The meaning of the phrase is clear enough, I assume -- getting back to even. I like the way the phrase connotes that irrational feeling we’ve all had that makes recovering one’s starting stack a requirement for leaving the game.
We know it’s wrong to think this way. “Perhaps the stupidest words in poker are ‘I’ve got to get even,” writes Al Schoonmaker in Your Worst Poker Enemy. “When you feel that way, you are in danger of turning an unpleasant loss into a catastrophe,” explains the psychologist. “You can get further off balance, play more poorly or perhaps go to a larger game or the craps table, desperately trying to get even.”
Thus do I like calling it getting “back to quits” rather than getting even, because the phrase tends to remind me that my real goal is simply to leave the game -- which perhaps I should consider going ahead and doing rather than pressuring myself to recoup my losses. In other words, realizing that I’m simply trying to get “back to quits” sometimes helps me get up from the table sooner -- not always easy to do. (Wrote about that a couple of times before, actually, in “Poker Sisyphean Challenge” and “The Long Goodbye”).

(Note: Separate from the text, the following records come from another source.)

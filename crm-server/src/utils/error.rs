//! Unified error handling
//!
//! Application-level error enum plus the `{code, message, data}`
//! response envelope used on failure (and by [`ok`] for handlers that
//! want an enveloped success).
//!
//! # Error codes
//!
//! | Code  | Meaning | HTTP |
//! |-------|---------|------|
//! | E0000 | Success | 200 |
//! | E0002 | Validation failed | 400 |
//! | E0003 | Not found | 404 |
//! | E0004 | Conflict (duplicate) | 409 |
//! | E0006 | Invalid request | 400 |
//! | E4001 | Order number allocation failed | 500 |
//! | E7001 | Generation failed | 502 |
//! | E9001 | Internal error | 500 |
//! | E9002 | Database error | 500 |

use axum::{
    Json,
    http::StatusCode,
    response::{IntoResponse, Response},
};
use serde::Serialize;
use tracing::error;

use crate::ai::AiError;
use crate::db::repository::RepoError;
use crate::orders::OrderError;

/// Unified API response envelope
///
/// ```json
/// {
///   "code": "E0000",
///   "message": "Success",
///   "data": { ... }
/// }
/// ```
#[derive(Debug, Serialize)]
pub struct AppResponse<T> {
    /// Error code (E0000 means success)
    pub code: String,
    /// Message
    pub message: String,
    /// Response data
    #[serde(skip_serializing_if = "Option::is_none")]
    pub data: Option<T>,
}

/// Result alias used by HTTP handlers and application logic
pub type AppResult<T> = Result<T, AppError>;

/// Application error enum
#[derive(Debug, thiserror::Error)]
pub enum AppError {
    // ========== Client errors (4xx) ==========
    #[error("Resource not found: {0}")]
    NotFound(String),

    #[error("Resource already exists: {0}")]
    Conflict(String),

    #[error("Validation failed: {0}")]
    Validation(String),

    #[error("Invalid request: {0}")]
    Invalid(String),

    // ========== Server errors (5xx) ==========
    #[error("Order number allocation failed: {0}")]
    Allocation(String),

    #[error("Generation failed: {0}")]
    Generation(String),

    #[error("Database error: {0}")]
    Database(String),

    #[error("Internal server error: {0}")]
    Internal(String),
}

impl IntoResponse for AppError {
    fn into_response(self) -> Response {
        let (status, code, message) = match &self {
            AppError::NotFound(msg) => (StatusCode::NOT_FOUND, "E0003", msg.as_str()),
            AppError::Conflict(msg) => (StatusCode::CONFLICT, "E0004", msg.as_str()),
            AppError::Validation(msg) => (StatusCode::BAD_REQUEST, "E0002", msg.as_str()),
            AppError::Invalid(msg) => (StatusCode::BAD_REQUEST, "E0006", msg.as_str()),

            AppError::Allocation(msg) => {
                error!(target: "orders", error = %msg, "Order number allocation failed");
                (
                    StatusCode::INTERNAL_SERVER_ERROR,
                    "E4001",
                    "Order number allocation failed",
                )
            }

            // Opaque by design: transport detail was already logged at
            // the adapter boundary
            AppError::Generation(msg) => (StatusCode::BAD_GATEWAY, "E7001", msg.as_str()),

            AppError::Database(msg) => {
                error!(target: "database", error = %msg, "Database error occurred");
                (StatusCode::INTERNAL_SERVER_ERROR, "E9002", "Database error")
            }

            AppError::Internal(msg) => {
                error!(target: "internal", error = %msg, "Internal error occurred");
                (
                    StatusCode::INTERNAL_SERVER_ERROR,
                    "E9001",
                    "Internal server error",
                )
            }
        };

        let body = Json(AppResponse::<()> {
            code: code.to_string(),
            message: message.to_string(),
            data: None,
        });

        (status, body).into_response()
    }
}

// ========== Helper Constructors ==========

impl AppError {
    pub fn not_found(resource: impl Into<String>) -> Self {
        Self::NotFound(format!("{} not found", resource.into()))
    }

    pub fn database(message: impl Into<String>) -> Self {
        Self::Database(message.into())
    }

    pub fn internal(message: impl Into<String>) -> Self {
        Self::Internal(message.into())
    }
}

// ========== Domain error conversions ==========

impl From<RepoError> for AppError {
    fn from(err: RepoError) -> Self {
        match err {
            RepoError::NotFound(msg) => AppError::NotFound(msg),
            RepoError::Duplicate(msg) => AppError::Conflict(msg),
            RepoError::Validation(msg) => AppError::Validation(msg),
            RepoError::Database(msg) => AppError::Database(msg),
        }
    }
}

impl From<OrderError> for AppError {
    fn from(err: OrderError) -> Self {
        match err {
            OrderError::Validation(msg) => AppError::Validation(msg),
            OrderError::Allocation(msg) => AppError::Allocation(msg),
            OrderError::Repo(repo) => repo.into(),
        }
    }
}

impl From<AiError> for AppError {
    fn from(err: AiError) -> Self {
        AppError::Generation(err.to_string())
    }
}

// ========== Helper functions ==========

/// Create a successful response
pub fn ok<T: Serialize>(data: T) -> Json<AppResponse<T>> {
    Json(AppResponse {
        code: "E0000".to_string(),
        message: "Success".to_string(),
        data: Some(data),
    })
}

I sometimes marvel at how this mindfulness of how much I am up or down perfectly evokes the existentialist idea of “making meaning” -- in this case, interpreting the meaning of my play according to what is necessarily a wholly subjective criterion that only really matters to me. In fact, depending on how aware my opponents are, sometimes I might be the only one who even knows if I’m up or down. And even if others are aware, they haven’t a true idea what the significance of being up or down (by a lot or a little) means to me, anyway.

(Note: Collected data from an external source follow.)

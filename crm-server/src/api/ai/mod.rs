//! AI API module

mod handler;

use axum::{Router, routing::post};

use crate::core::ServerState;

pub fn router() -> Router<ServerState> {
    Router::new().nest("/api/ai", routes())
}

fn routes() -> Router<ServerState> {
    Router::new()
        .route("/message-suggestions", post(handler::message_suggestions))
        .route("/campaign-insights", post(handler::campaign_insights))
        .route("/segment-rules", post(handler::segment_rules))
}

It was during another session of Rush Poker (pot-limit Omaha, six-handed, $25 buy-in) that I found myself thinking about all of these things once again. Despite playing a few hands well early on, I’d taken a couple of unfortunate beats, then made a couple of missteps to take me nearly two buy-ins down. I gradually fought back, and without winning any large pots managed to get almost “back to quits” before signing off.
As those who have played Rush Poker know, with each new hand you are taken to a new table. After a while, you do start to see the same players, and it is even possible to get reads and use them (especially if you are a note-taker). But a lot of what happens in each individual hand happens without the usual contextual info of the standard game.
I realized absolutely no one knew whether I was up or down during my session. In fact, towards the end I was sitting with a fairly big stack (nearly three buy-ins deep), but was still down a couple of bucks. Nor did anyone know if I’d been playing well or poorly.
A hand came up where it folded to me on the button and I raised pot with a trash hand. As I did, I momentarily thought of my “image” and its significance (or lack thereof). My opponents didn’t really know if I was the sort of player who sometimes would raise with bad cards there. But I did.
As I waited for the blinds to act, I began involuntarily thinking about how I’d played the last couple of times it had folded to me on the button, actually considering -- and maybe even being slightly affected by -- the patterns in my own play. Patterns I had noticed, but no one else had.
The existentialist recognizes that while we play with each other, what the game means is necessarily going to be different to each of the players. And if for you getting to the end means returning to the beginning, well, only you may see the meaning of within.